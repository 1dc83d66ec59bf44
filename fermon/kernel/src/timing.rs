//! Declared timing bounds for bit-banged protocols
//!
//! Each transition of a protocol state machine carries the shortest and
//! longest time allowed before the next action. Waits program the lower
//! bound; [`TimingTable::validate`] checks that the rounded-up hardware wait
//! still lands under the upper bound.

use fermon_core::{fm_error, FmError, FmResult, Micros};

/// One timed transition `(from, min_us, max_us, to)`
#[derive(Debug, Clone, Copy, PartialEq, Eq)]
pub struct TimingStep<S> {
    pub from: S,
    pub min_us: u32,
    pub max_us: u32,
    pub to: S,
}

impl<S> TimingStep<S> {
    pub const fn new(from: S, min_us: u32, max_us: u32, to: S) -> Self {
        Self {
            from,
            min_us,
            max_us,
            to,
        }
    }

    /// Duration to program for this step
    pub const fn duration(&self) -> Micros {
        Micros::new(self.min_us)
    }
}

/// Static table of a protocol's timed transitions
pub struct TimingTable<S: 'static> {
    steps: &'static [TimingStep<S>],
}

impl<S: Copy + PartialEq> TimingTable<S> {
    pub const fn new(steps: &'static [TimingStep<S>]) -> Self {
        Self { steps }
    }

    /// The step leaving `from`, if it is timed
    pub fn lookup(&self, from: S) -> Option<&'static TimingStep<S>> {
        self.steps.iter().find(|s| s.from == from)
    }

    pub fn steps(&self) -> &'static [TimingStep<S>] {
        self.steps
    }

    /// Check every step against a one-shot timer clocked at `tick_hz`.
    pub fn validate(&self, tick_hz: u32) -> FmResult<()> {
        for step in self.steps {
            if step.min_us > step.max_us {
                fm_error!("timing step min {} > max {}", step.min_us, step.max_us);
                return Err(FmError::InvalidArgument);
            }
            let programmed = step.duration().programmed_at(tick_hz);
            if programmed.as_u32() > step.max_us {
                fm_error!("timing step {}us exceeds {}us at {}Hz", step.min_us, step.max_us, tick_hz);
                return Err(FmError::InvalidArgument);
            }
        }
        Ok(())
    }
}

==================================================

Exercise details:
Every line from the data above that contains "steps" must appear in the answer.

Solved problem:
    steps: &'static [TimingStep<S>],
    pub const fn new(steps: &'static [TimingStep<S>]) -> Self {
        Self { steps }
        self.steps.iter().find(|s| s.from == from)
    pub fn steps(&self) -> &'static [TimingStep<S>] {
        self.steps
        for step in self.steps {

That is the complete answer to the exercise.